(Data items)
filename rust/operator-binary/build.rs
fn main() {
    built::write_built_file().expect("Failed to acquire build-time information");
}
#[cfg(test)]
mod tests {
    use openssl::x509::X509;
    use stackable_operator::{
        k8s_openapi::api::admissionregistration::v1::MutatingWebhookConfiguration, time::Duration,
    };

    use super::*;
    use crate::{
        config::CertificateLifetimes,
        dependents::tests::{
            converted_crd, crd_bundle, selector, unconverted_crd, webhook_configuration, GROUP,
            OTHER_GROUP, WEBHOOK_CONFIGURATION,
        },
        material::{
            tests::{identity, issued_at, valid_record},
            CertificateRecord,
        },
        store::memory::{MemoryStore, SECRET},
    };

    fn settings() -> ReconcileSettings {
        ReconcileSettings {
            identity: identity(),
            lifetimes: CertificateLifetimes::default(),
            dependents: selector(),
            cert_dir: None,
        }
    }

    async fn reconcile(store: &MemoryStore, now: OffsetDateTime) -> Result<PassReport> {
        Reconciler::new(store, store, &settings())
            .reconcile(now)
            .await
    }

    fn webhook_bundles(config: &MutatingWebhookConfiguration) -> Vec<Option<Vec<u8>>> {
        config
            .webhooks
            .iter()
            .flatten()
            .map(|webhook| {
                webhook
                    .client_config
                    .ca_bundle
                    .as_ref()
                    .map(|ca| ca.0.clone())
            })
            .collect()
    }

    fn assert_complete(record: &CertificateRecord) {
        for field in [
            &record.root_key,
            &record.root_cert,
            &record.server_key,
            &record.server_cert,
        ] {
            assert!(!field.is_empty());
        }
    }

    #[tokio::test]
    async fn first_pass_issues_and_propagates() {
        let store = MemoryStore::default()
            .with_crd(converted_crd("widgets.webhooks.example.com", GROUP, None))
            .with_webhook_configuration(webhook_configuration(2));

        let report = reconcile(&store, issued_at()).await.unwrap();
        assert!(report.renewed_root && report.renewed_server && report.saved);

        let record = store.record().unwrap();
        assert_complete(&record);
        assert!(record.root_cert_prior.is_empty());
        assert_eq!(
            crd_bundle(&store.crd("widgets.webhooks.example.com")),
            Some(record.root_cert.clone())
        );
        assert_eq!(
            webhook_bundles(&store.webhook_configuration(WEBHOOK_CONFIGURATION)),
            vec![Some(record.root_cert.clone()); 2]
        );
        // certificates are persisted before any dependent is touched
        assert_eq!(store.writes()[0], SECRET);
        assert_eq!(report.updated.len(), 2);
    }

    #[tokio::test]
    async fn garbage_is_replaced_and_kept_as_prior() {
        let store = MemoryStore::default()
            .with_record(CertificateRecord {
                root_key: vec![123],
                root_cert: vec![123],
                root_cert_prior: Vec::new(),
                server_key: vec![123],
                server_cert: vec![123],
            })
            .with_crd(converted_crd("widgets.webhooks.example.com", GROUP, None));

        let report = reconcile(&store, issued_at()).await.unwrap();
        assert!(report.renewed_root);

        let record = store.record().unwrap();
        assert_complete(&record);
        assert_ne!(record.root_cert, vec![123]);
        assert_eq!(record.root_cert_prior, vec![123]);
        assert_eq!(
            crd_bundle(&store.crd("widgets.webhooks.example.com")),
            Some([record.root_cert.as_slice(), &[123u8][..]].concat())
        );
    }

    #[tokio::test]
    async fn valid_certificates_are_kept() {
        let now = issued_at();
        let stored = valid_record(now);
        let crd = converted_crd("widgets.webhooks.example.com", GROUP, Some("stale"));
        let store = MemoryStore::default()
            .with_record(stored.clone())
            .with_crd(crd)
            .with_webhook_configuration(webhook_configuration(1));

        let report = reconcile(&store, now + Duration::from_days_unchecked(7))
            .await
            .unwrap();
        assert!(!report.renewed_root && !report.renewed_server && !report.saved);
        assert_eq!(store.record().unwrap(), stored);
        assert_eq!(
            store.writes(),
            ["widgets.webhooks.example.com", WEBHOOK_CONFIGURATION]
        );
        assert_eq!(
            crd_bundle(&store.crd("widgets.webhooks.example.com")),
            Some(stored.root_cert)
        );
    }

    #[tokio::test]
    async fn certificates_are_issued_without_dependents() {
        let store = MemoryStore::default();
        let report = reconcile(&store, issued_at()).await.unwrap();
        assert!(report.updated.is_empty());
        assert_complete(&store.record().unwrap());
        assert_eq!(store.writes(), [SECRET]);
    }

    #[tokio::test]
    async fn second_pass_writes_nothing() {
        let now = issued_at();
        let store = MemoryStore::default()
            .with_crd(converted_crd("widgets.webhooks.example.com", GROUP, None))
            .with_webhook_configuration(webhook_configuration(2));
        reconcile(&store, now).await.unwrap();
        let first = store.record().unwrap();
        store.clear_writes();

        let report = reconcile(&store, now + Duration::from_hours_unchecked(3))
            .await
            .unwrap();
        assert!(!report.saved);
        assert!(report.updated.is_empty());
        assert!(store.writes().is_empty());
        assert_eq!(store.record().unwrap(), first);
    }

    #[tokio::test]
    async fn unrelated_crds_are_never_touched() {
        let foreign = converted_crd("things.other.example.com", OTHER_GROUP, Some("theirs"));
        let unconverted = unconverted_crd("gadgets.webhooks.example.com");
        let store = MemoryStore::default()
            .with_crd(foreign.clone())
            .with_crd(unconverted.clone())
            .with_crd(converted_crd("widgets.webhooks.example.com", GROUP, None));

        let mut now = issued_at();
        for _ in 0..3 {
            reconcile(&store, now).await.unwrap();
            now = now + Duration::from_days_unchecked(40);
        }
        assert_eq!(store.crd("things.other.example.com"), foreign);
        assert_eq!(store.crd("gadgets.webhooks.example.com"), unconverted);
        assert!(!store
            .writes()
            .iter()
            .any(|name| name != SECRET && name != "widgets.webhooks.example.com"));
    }

    #[tokio::test]
    async fn failing_dependent_does_not_block_the_others() {
        let store = MemoryStore::default()
            .with_crd(converted_crd("a.webhooks.example.com", GROUP, None))
            .with_crd(converted_crd("b.webhooks.example.com", GROUP, None))
            .with_webhook_configuration(webhook_configuration(1))
            .failing_writes_to("a.webhooks.example.com");

        let err = reconcile(&store, issued_at()).await.unwrap_err();
        let Error::UpdateDependents { failures } = &err else {
            panic!("expected dependent failures, got {err:?}");
        };
        assert_eq!(failures.len(), 1);
        let failed = err.secondary_object().map(|object| object.name);
        assert_eq!(failed.as_deref(), Some("a.webhooks.example.com"));

        let record = store.record().unwrap();
        assert_eq!(
            crd_bundle(&store.crd("b.webhooks.example.com")),
            Some(record.root_cert.clone())
        );
        assert_eq!(
            webhook_bundles(&store.webhook_configuration(WEBHOOK_CONFIGURATION)),
            [Some(record.root_cert)]
        );
        assert_eq!(crd_bundle(&store.crd("a.webhooks.example.com")), None);
    }

    #[tokio::test]
    async fn failed_save_leaves_dependents_alone() {
        let store = MemoryStore::default()
            .with_crd(converted_crd("widgets.webhooks.example.com", GROUP, None))
            .failing_writes_to(SECRET);

        let err = reconcile(&store, issued_at()).await.unwrap_err();
        assert!(matches!(err, Error::SaveCertificates { .. }));
        assert!(store.writes().is_empty());
        assert_eq!(crd_bundle(&store.crd("widgets.webhooks.example.com")), None);
    }

    #[tokio::test]
    async fn root_rotation_bundles_both_roots() {
        let now = issued_at();
        let crd = converted_crd("widgets.webhooks.example.com", GROUP, None);
        let store = MemoryStore::default().with_crd(crd);
        reconcile(&store, now).await.unwrap();
        let first = store.record().unwrap();

        // a day before the root expires
        let later = now + Duration::from_days_unchecked(2 * 365 - 1);
        let report = reconcile(&store, later).await.unwrap();
        assert!(report.renewed_root && report.renewed_server);

        let second = store.record().unwrap();
        assert_ne!(second.root_cert, first.root_cert);
        assert_eq!(second.root_cert_prior, first.root_cert);
        let bundle = crd_bundle(&store.crd("widgets.webhooks.example.com")).unwrap();
        assert_eq!(
            bundle,
            [second.root_cert.as_slice(), first.root_cert.as_slice()].concat()
        );

        // the new server certificate validates against the bundle
        let roots = X509::stack_from_pem(&bundle).unwrap();
        let server = X509::from_pem(&second.server_cert).unwrap();
        let root_key = roots[0].public_key().unwrap();
        assert!(server.verify(&root_key).unwrap());
    }

    #[tokio::test]
    async fn domain_change_reissues_everything() {
        let now = issued_at();
        let store = MemoryStore::default().with_record(valid_record(now));
        let settings = ReconcileSettings {
            identity: crate::config::ServerIdentity {
                service_name: "renamed-service".to_string(),
                namespace: "webhook-ns".to_string(),
            },
            ..settings()
        };
        let report = Reconciler::new(&store, &store, &settings)
            .reconcile(now)
            .await
            .unwrap();
        assert!(report.renewed_root && report.renewed_server && report.saved);
    }

    #[tokio::test]
    async fn cert_files_follow_the_record() {
        let dir = tempfile::tempdir().unwrap();
        let store = MemoryStore::default();
        let settings = ReconcileSettings {
            cert_dir: Some(dir.path().to_path_buf()),
            ..settings()
        };
        let reconciler = Reconciler::new(&store, &store, &settings);
        let report = reconciler.reconcile(issued_at()).await.unwrap();
        assert!(report.wrote_cert_files);

        let record = store.record().unwrap();
        assert_eq!(
            std::fs::read(dir.path().join(cert_files::CERT_FILE)).unwrap(),
            record.server_cert
        );
        assert_eq!(
            std::fs::read(dir.path().join(cert_files::KEY_FILE)).unwrap(),
            record.server_key
        );

        let report = reconciler.reconcile(issued_at()).await.unwrap();
        assert!(!report.wrote_cert_files);
    }
}
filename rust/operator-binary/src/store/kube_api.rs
use std::collections::BTreeMap;

use async_trait::async_trait;
use snafu::ResultExt;
use stackable_operator::{
    k8s_openapi::{
        api::{admissionregistration::v1::MutatingWebhookConfiguration, core::v1::Secret},
        apiextensions_apiserver::pkg::apis::apiextensions::v1::CustomResourceDefinition,
    },
    kube::{
        api::{ListParams, PostParams},
        runtime::reflector::ObjectRef,
        Api, ResourceExt,
    },
};
use tracing::debug;

use super::{
    CertificateStore, DependentStore, GetWebhookConfigurationSnafu, ListCrdsSnafu, LoadSecretSnafu,
    ReplaceCrdSnafu, ReplaceWebhookConfigurationSnafu, Result, SaveSecretSnafu,
};
use crate::material::CertificateRecord;

/// Stores everything in the Kubernetes API.
///
/// Timeouts and retries are left to the [`stackable_operator::kube::Client`].
#[derive(Clone)]
pub struct KubeStore {
    client: stackable_operator::kube::Client,
    secret_name: String,
    secret_namespace: String,
}

impl KubeStore {
    pub fn new(
        client: stackable_operator::kube::Client,
        secret_name: impl Into<String>,
        secret_namespace: impl Into<String>,
    ) -> Self {
        Self {
            client,
            secret_name: secret_name.into(),
            secret_namespace: secret_namespace.into(),
        }
    }

    fn secret_ref(&self) -> ObjectRef<Secret> {
        ObjectRef::new(&self.secret_name).within(&self.secret_namespace)
    }

    fn secrets(&self) -> Api<Secret> {
        Api::namespaced(self.client.clone(), &self.secret_namespace)
    }
}

#[async_trait]
impl CertificateStore for KubeStore {
    async fn load(&self) -> Result<Option<CertificateRecord>> {
        let secret = self
            .secrets()
            .get_opt(&self.secret_name)
            .await
            .with_context(|_| LoadSecretSnafu {
                secret: self.secret_ref(),
            })?;
        let data = secret.map(|secret| secret.data.unwrap_or_default());
        Ok(data.as_ref().map(CertificateRecord::from_secret_data))
    }

    async fn save(&self, record: &CertificateRecord) -> Result<()> {
        // Use entry API rather than apply so that we fail and retry on conflicts, rather than
        // overwriting certificates that another writer just issued
        let secrets = self.secrets();
        let entry = secrets
            .entry(&self.secret_name)
            .await
            .with_context(|_| LoadSecretSnafu {
                secret: self.secret_ref(),
            })?;
        let mut secret = entry.or_insert(Secret::default);
        record.write_secret_data(secret.get_mut().data.get_or_insert_with(BTreeMap::new));
        secret
            .commit(&PostParams::default())
            .await
            .with_context(|_| SaveSecretSnafu {
                secret: self.secret_ref(),
            })?;
        debug!(secret = %self.secret_ref(), "saved certificates");
        Ok(())
    }
}

#[async_trait]
impl DependentStore for KubeStore {
    async fn list_crds(&self) -> Result<Vec<CustomResourceDefinition>> {
        let crds = Api::<CustomResourceDefinition>::all(self.client.clone())
            .list(&ListParams::default())
            .await
            .context(ListCrdsSnafu)?;
        Ok(crds.items)
    }

    async fn get_webhook_configuration(
        &self,
        name: &str,
    ) -> Result<Option<MutatingWebhookConfiguration>> {
        Api::<MutatingWebhookConfiguration>::all(self.client.clone())
            .get_opt(name)
            .await
            .with_context(|_| GetWebhookConfigurationSnafu {
                config: ObjectRef::<MutatingWebhookConfiguration>::new(name),
            })
    }

    async fn replace_crd(&self, crd: &CustomResourceDefinition) -> Result<()> {
        Api::<CustomResourceDefinition>::all(self.client.clone())
            .replace(&crd.name_any(), &PostParams::default(), crd)
            .await
            .with_context(|_| ReplaceCrdSnafu {
                crd: ObjectRef::from_obj(crd),
            })?;
        Ok(())
    }

    async fn replace_webhook_configuration(
        &self,
        config: &MutatingWebhookConfiguration,
    ) -> Result<()> {
        Api::<MutatingWebhookConfiguration>::all(self.client.clone())
            .replace(&config.name_any(), &PostParams::default(), config)
            .await
            .with_context(|_| ReplaceWebhookConfigurationSnafu {
                config: ObjectRef::from_obj(config),
            })?;
        Ok(())
    }
}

• _TASK BRIEF_: Among the records above, find each line containing the string "gadgets" and copy it.

• _SOLUTION FOR THIS EXERCISE_:
        let unconverted = unconverted_crd("gadgets.webhooks.example.com");
        assert_eq!(store.crd("gadgets.webhooks.example.com"), unconverted);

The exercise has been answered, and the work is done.